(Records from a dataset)
*** Block opens ***
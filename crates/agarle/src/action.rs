//! Player actions.

use glam::Vec2;

use crate::error::{EnvError, Result};

/// What a player wants to do this tick besides moving.
#[repr(u8)]
#[derive(Debug, Clone, Copy, PartialEq, Eq, Default)]
pub enum ActionKind {
    #[default]
    Move = 0,
    Split = 1,
    Feed = 2,
}

impl TryFrom<i64> for ActionKind {
    type Error = EnvError;

    fn try_from(value: i64) -> Result<Self> {
        match value {
            0 => Ok(Self::Move),
            1 => Ok(Self::Split),
            2 => Ok(Self::Feed),
            other => Err(EnvError::invalid_action(format!("unknown action kind {other}"))),
        }
    }
}

/// A movement direction plus an optional split/feed request.
///
/// Each direction component lies in `[-1, 1]`; vectors longer than one are
/// treated as full throttle.
#[derive(Debug, Clone, Copy, PartialEq, Default)]
pub struct Action {
    direction: Vec2,
    kind: ActionKind,
}

impl Action {
    /// Build a validated action.
    pub fn new(dx: f32, dy: f32, kind: ActionKind) -> Result<Self> {
        for (axis, value) in [("x", dx), ("y", dy)] {
            if !value.is_finite() {
                return Err(EnvError::invalid_action(format!("direction {axis} is not finite ({value})")));
            }
            if !(-1.0..=1.0).contains(&value) {
                return Err(EnvError::invalid_action(format!(
                    "direction {axis} must be in [-1, 1], got {value}"
                )));
            }
        }
        Ok(Self {
            direction: Vec2::new(dx, dy),
            kind,
        })
    }

    /// Stand still.
    pub const fn idle() -> Self {
        Self {
            direction: Vec2::ZERO,
            kind: ActionKind::Move,
        }
    }

    /// Move along `direction`, rescaled into the valid range.
    pub fn toward(direction: Vec2, kind: ActionKind) -> Self {
        let direction = if direction.is_finite() {
            direction.clamp_length_max(1.0)
        } else {
            Vec2::ZERO
        };
        Self { direction, kind }
    }

    #[inline]
    pub fn direction(&self) -> Vec2 {
        self.direction
    }

    /// Direction scaled to at most unit length.
    #[inline]
    pub fn throttle(&self) -> Vec2 {
        self.direction.clamp_length_max(1.0)
    }

    #[inline]
    pub fn kind(&self) -> ActionKind {
        self.kind
    }
}

#[cfg(test)]
mod tests {
    use super::*;

    #[test]
    fn rejects_non_finite() {
        assert!(matches!(
            Action::new(f32::NAN, 0.0, ActionKind::Move),
            Err(EnvError::InvalidAction { .. })
        ));
        assert!(Action::new(0.0, f32::INFINITY, ActionKind::Split).is_err());
    }

    #[test]
    fn rejects_out_of_range() {
        assert!(Action::new(1.5, 0.0, ActionKind::Move).is_err());
        assert!(Action::new(-1.0, 1.0, ActionKind::Feed).is_ok());
    }

    #[test]
    fn kind_from_integer() {
        assert_eq!(ActionKind::try_from(2).unwrap(), ActionKind::Feed);
        assert!(ActionKind::try_from(3).is_err());
    }

    #[test]
    fn toward_clamps_length() {
        let action = Action::toward(Vec2::new(3.0, 4.0), ActionKind::Move);
        assert!((action.direction().length() - 1.0).abs() < 1e-6);
        assert_eq!(Action::toward(Vec2::NAN, ActionKind::Move).direction(), Vec2::ZERO);
    }
}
*** Block closes ***
=== PROBLEM TO SOLVE ===
Word for word, restate the data above from its first line down to and including the line with "type Error = EnvError;".

=== OUTPUT OF THE EXERCISE ===
filename crates/agarle/src/action.rs
//! Player actions.

use glam::Vec2;

use crate::error::{EnvError, Result};

/// What a player wants to do this tick besides moving.
#[repr(u8)]
#[derive(Debug, Clone, Copy, PartialEq, Eq, Default)]
pub enum ActionKind {
    #[default]
    Move = 0,
    Split = 1,
    Feed = 2,
}

impl TryFrom<i64> for ActionKind {
    type Error = EnvError;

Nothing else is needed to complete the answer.